Below are records; report the number of lines among them that include the word "return", and nothing further.

** Provided data follows **

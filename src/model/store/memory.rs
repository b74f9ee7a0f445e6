use std::collections::{BTreeMap, HashMap, HashSet};

use rocket::{http::Status, tokio::sync::Mutex};

use crate::error::{Error, Result, VoteError};
use crate::model::{
    api::election::ElectionSpec,
    common::election::{CandidateId, ElectionId, ElectionState, GroupId, PersonId},
    db::{
        candidate::{Candidate, NewCandidate},
        election::Election,
        roster::{Group, NewGroup, NewPerson, Person},
        vote::{Participation, Vote},
    },
};

use super::Storage;

/// A store that keeps everything in process memory behind a single lock.
/// Every operation holds the lock for its whole duration, so each is atomic.
#[derive(Default)]
pub struct MemoryStore {
    tables: Mutex<Tables>,
}

#[derive(Default)]
struct Tables {
    groups: BTreeMap<GroupId, Group>,
    persons: BTreeMap<PersonId, Person>,
    elections: BTreeMap<ElectionId, Election>,
    candidates: BTreeMap<CandidateId, Candidate>,
    votes: Vec<Vote>,
    /// Unique index over `(sibling_key, person_id)`, pointing into `votes`.
    vote_keys: HashMap<(String, PersonId), usize>,
    enabled: HashSet<(ElectionId, PersonId)>,
    next_group: GroupId,
    next_person: PersonId,
    next_election: ElectionId,
    next_candidate: CandidateId,
}

/// Allocate the next ID from a counter; IDs start at 1.
fn next_id(counter: &mut u32) -> u32 {
    *counter += 1;
    *counter
}

impl MemoryStore {
    pub fn new() -> Self {
        Self::default()
    }
}

impl Tables {
    fn list_number_taken(&self, candidate: CandidateId, election: ElectionId, list: u32) -> bool {
        self.candidates.values().any(|c| {
            c.id != candidate && c.election_id == election && c.list_number == list
        })
    }
}

#[rocket::async_trait]
impl Storage for MemoryStore {
    async fn group_by_number(&self, number: &str) -> Result<Option<Group>> {
        let tables = self.tables.lock().await;
        Ok(tables.groups.values().find(|g| g.number == number).cloned())
    }

    async fn person_by_document(&self, document: &str) -> Result<Option<Person>> {
        let tables = self.tables.lock().await;
        Ok(tables
            .persons
            .values()
            .find(|p| p.document_number == document)
            .cloned())
    }

    async fn person(&self, id: PersonId) -> Result<Option<Person>> {
        Ok(self.tables.lock().await.persons.get(&id).cloned())
    }

    async fn persons_in_group(&self, group: GroupId) -> Result<Vec<Person>> {
        let tables = self.tables.lock().await;
        Ok(tables
            .persons
            .values()
            .filter(|p| p.group_id == Some(group))
            .cloned()
            .collect())
    }

    async fn insert_group(&self, group: NewGroup) -> Result<Group> {
        let mut tables = self.tables.lock().await;
        let number = group.number.trim();
        if tables.groups.values().any(|g| g.number == number) {
            return Err(Error::Status(
                Status::Conflict,
                format!("Group number {number} already exists"),
            ));
        }
        let id = next_id(&mut tables.next_group);
        let group = group.with_id(id);
        tables.groups.insert(id, group.clone());
        Ok(group)
    }

    async fn insert_person(&self, person: NewPerson) -> Result<Person> {
        let mut tables = self.tables.lock().await;
        let document = person.document_number.trim();
        if tables.persons.values().any(|p| p.document_number == document) {
            return Err(Error::Status(
                Status::Conflict,
                format!("Document {document} is already registered"),
            ));
        }
        let id = next_id(&mut tables.next_person);
        let person = person.with_id(id);
        tables.persons.insert(id, person.clone());
        Ok(person)
    }

    async fn election(&self, id: ElectionId) -> Result<Option<Election>> {
        Ok(self.tables.lock().await.elections.get(&id).cloned())
    }

    async fn elections(&self) -> Result<Vec<Election>> {
        Ok(self.tables.lock().await.elections.values().cloned().collect())
    }

    async fn insert_election(&self, spec: ElectionSpec) -> Result<Election> {
        let mut tables = self.tables.lock().await;
        let id = next_id(&mut tables.next_election);
        let election = Election::new(id, spec);
        tables.elections.insert(id, election.clone());
        Ok(election)
    }

    async fn set_state(
        &self,
        id: ElectionId,
        from: ElectionState,
        to: ElectionState,
    ) -> Result<bool> {
        let mut tables = self.tables.lock().await;
        match tables.elections.get_mut(&id) {
            Some(election) if election.state == from => {
                election.state = to;
                Ok(true)
            }
            _ => Ok(false),
        }
    }

    async fn delete_cancelled_election(&self, id: ElectionId) -> Result<bool> {
        let mut tables = self.tables.lock().await;
        match tables.elections.get(&id) {
            Some(election) if election.state == ElectionState::Cancelada => {}
            _ => return Ok(false),
        }
        tables.elections.remove(&id);
        tables.candidates.retain(|_, c| c.election_id != id);
        tables.enabled.retain(|(election, _)| *election != id);
        tables.votes.retain(|v| v.election_id != id);
        // Rebuild the unique index, since vote positions have shifted.
        let vote_keys = tables
            .votes
            .iter()
            .enumerate()
            .map(|(i, v)| ((v.sibling_key.clone(), v.person_id), i))
            .collect();
        tables.vote_keys = vote_keys;
        Ok(true)
    }

    async fn enable_voters(&self, id: ElectionId, persons: &[PersonId]) -> Result<Election> {
        let mut tables = self.tables.lock().await;
        if !tables.elections.contains_key(&id) {
            return Err(VoteError::ElectionNotFound(id).into());
        }
        for person in persons {
            tables.enabled.insert((id, *person));
        }
        let count = tables.enabled.iter().filter(|(e, _)| *e == id).count();
        let election = tables
            .elections
            .get_mut(&id)
            .ok_or(VoteError::ElectionNotFound(id))?;
        election.enabled_voters = u32::try_from(count).unwrap_or(u32::MAX);
        Ok(election.clone())
    }

    async fn candidate(&self, id: CandidateId) -> Result<Option<Candidate>> {
        Ok(self.tables.lock().await.candidates.get(&id).cloned())
    }

    async fn candidates(&self, election: ElectionId) -> Result<Vec<Candidate>> {
        let tables = self.tables.lock().await;
        let mut candidates: Vec<_> = tables
            .candidates
            .values()
            .filter(|c| c.election_id == election)
            .cloned()
            .collect();
        candidates.sort_by_key(|c| c.list_number);
        Ok(candidates)
    }

    async fn insert_candidate(&self, candidate: NewCandidate) -> Result<Candidate> {
        let mut tables = self.tables.lock().await;
        if tables.list_number_taken(0, candidate.election_id, candidate.list_number) {
            return Err(VoteError::DuplicateListNumber(candidate.list_number).into());
        }
        let id = next_id(&mut tables.next_candidate);
        let candidate = candidate.with_id(id);
        tables.candidates.insert(id, candidate.clone());
        Ok(candidate)
    }

    async fn replace_candidate(&self, candidate: &Candidate) -> Result<()> {
        let mut tables = self.tables.lock().await;
        if tables.list_number_taken(candidate.id, candidate.election_id, candidate.list_number) {
            return Err(VoteError::DuplicateListNumber(candidate.list_number).into());
        }
        match tables.candidates.get_mut(&candidate.id) {
            Some(existing) => {
                *existing = candidate.clone();
                Ok(())
            }
            None => Err(VoteError::CandidateNotFound(candidate.id).into()),
        }
    }

    async fn delete_candidate(&self, id: CandidateId) -> Result<bool> {
        Ok(self.tables.lock().await.candidates.remove(&id).is_some())
    }

    async fn participation(
        &self,
        sibling_key: &str,
        person: PersonId,
    ) -> Result<Option<Participation>> {
        let tables = self.tables.lock().await;
        Ok(tables
            .vote_keys
            .get(&(sibling_key.to_string(), person))
            .map(|&i| Participation::from(&tables.votes[i])))
    }

    async fn record_vote(&self, vote: &Vote) -> Result<Election> {
        let mut tables = self.tables.lock().await;

        let election = tables
            .elections
            .get(&vote.election_id)
            .ok_or(VoteError::ElectionNotFound(vote.election_id))?;
        if !election.state.accepts_votes() {
            return Err(VoteError::ElectionNotActive(election.id, election.state).into());
        }

        let key = (vote.sibling_key.clone(), vote.person_id);
        if let Some(&existing) = tables.vote_keys.get(&key) {
            let prior = Participation::from(&tables.votes[existing]);
            return Err(prior.conflict_for(vote.election_id).into());
        }

        tables.votes.push(vote.clone());
        let position = tables.votes.len() - 1;
        tables.vote_keys.insert(key, position);
        let election = tables
            .elections
            .get_mut(&vote.election_id)
            .ok_or(VoteError::ElectionNotFound(vote.election_id))?;
        election.votes_cast += 1;
        Ok(election.clone())
    }

    async fn tally(&self, election: ElectionId) -> Result<HashMap<Option<CandidateId>, u64>> {
        let tables = self.tables.lock().await;
        let mut totals = HashMap::new();
        for vote in tables.votes.iter().filter(|v| v.election_id == election) {
            *totals.entry(vote.candidate_id).or_insert(0) += 1;
        }
        Ok(totals)
    }
}


#[cfg(test)]
mod tests {
    use chrono::Utc;

    use super::*;

    fn vote(election: &Election, person_id: PersonId) -> Vote {
        Vote {
            election_id: election.id,
            candidate_id: None,
            person_id,
            sibling_key: election.sibling_key.clone(),
            slot: election.slot.clone(),
            cast_at: Utc::now(),
            verification_hash: "00".to_string(),
        }
    }

    async fn active_election(store: &MemoryStore, spec: ElectionSpec) -> Election {
        let election = store.insert_election(spec).await.unwrap();
        assert!(store
            .set_state(election.id, ElectionState::Configuracion, ElectionState::Activa)
            .await
            .unwrap());
        store.election(election.id).await.unwrap().unwrap()
    }

    #[rocket::async_test]
    async fn record_vote_is_unique_per_sibling_key() {
        let store = MemoryStore::new();
        let election = active_election(&store, ElectionSpec::current_example()).await;

        let updated = store.record_vote(&vote(&election, 7)).await.unwrap();
        assert_eq!(updated.votes_cast, 1);

        let err = store.record_vote(&vote(&election, 7)).await.unwrap_err();
        assert!(matches!(err.as_vote_error(), Some(VoteError::AlreadyVoted(_))));
        let election = store.election(election.id).await.unwrap().unwrap();
        assert_eq!(election.votes_cast, 1);

        // Somebody else can still vote.
        store.record_vote(&vote(&election, 8)).await.unwrap();
        assert_eq!(store.tally(election.id).await.unwrap()[&None], 2);
    }

    #[rocket::async_test]
    async fn record_vote_requires_active_election() {
        let store = MemoryStore::new();
        let election = store
            .insert_election(ElectionSpec::current_example())
            .await
            .unwrap();
        let err = store.record_vote(&vote(&election, 1)).await.unwrap_err();
        assert_eq!(
            err.as_vote_error(),
            Some(&VoteError::ElectionNotActive(
                election.id,
                ElectionState::Configuracion
            ))
        );
        assert!(store.participation(&election.sibling_key, 1).await.unwrap().is_none());
    }

    #[rocket::async_test]
    async fn delete_cascades_only_when_cancelled() {
        let store = MemoryStore::new();
        let election = active_election(&store, ElectionSpec::current_example()).await;
        let other = active_election(&store, ElectionSpec::current_example()).await;
        store
            .insert_candidate(NewCandidate {
                election_id: election.id,
                list_number: 1,
                person_id: 3,
            })
            .await
            .unwrap();
        store.record_vote(&vote(&election, 3)).await.unwrap();
        store.record_vote(&vote(&other, 3)).await.unwrap();

        assert!(!store.delete_cancelled_election(election.id).await.unwrap());
        assert_eq!(store.candidates(election.id).await.unwrap().len(), 1);

        store
            .set_state(election.id, ElectionState::Activa, ElectionState::Cancelada)
            .await
            .unwrap();
        assert!(store.delete_cancelled_election(election.id).await.unwrap());
        assert!(store.election(election.id).await.unwrap().is_none());
        assert!(store.candidates(election.id).await.unwrap().is_empty());

        // The other election's vote survives and is still indexed.
        let prior = store
            .participation(&other.sibling_key, 3)
            .await
            .unwrap()
            .unwrap();
        assert_eq!(prior.election_id, other.id);
    }

    #[rocket::async_test]
    async fn list_numbers_are_unique_per_election() {
        let store = MemoryStore::new();
        let candidate = NewCandidate {
            election_id: 1,
            list_number: 4,
            person_id: 1,
        };
        store.insert_candidate(candidate.clone()).await.unwrap();
        let err = store.insert_candidate(candidate.clone()).await.unwrap_err();
        assert_eq!(err.as_vote_error(), Some(&VoteError::DuplicateListNumber(4)));

        // The same list number is fine in another election.
        store
            .insert_candidate(NewCandidate {
                election_id: 2,
                ..candidate
            })
            .await
            .unwrap();
    }
}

** End of Provided data **

* _Output of the exercise_
8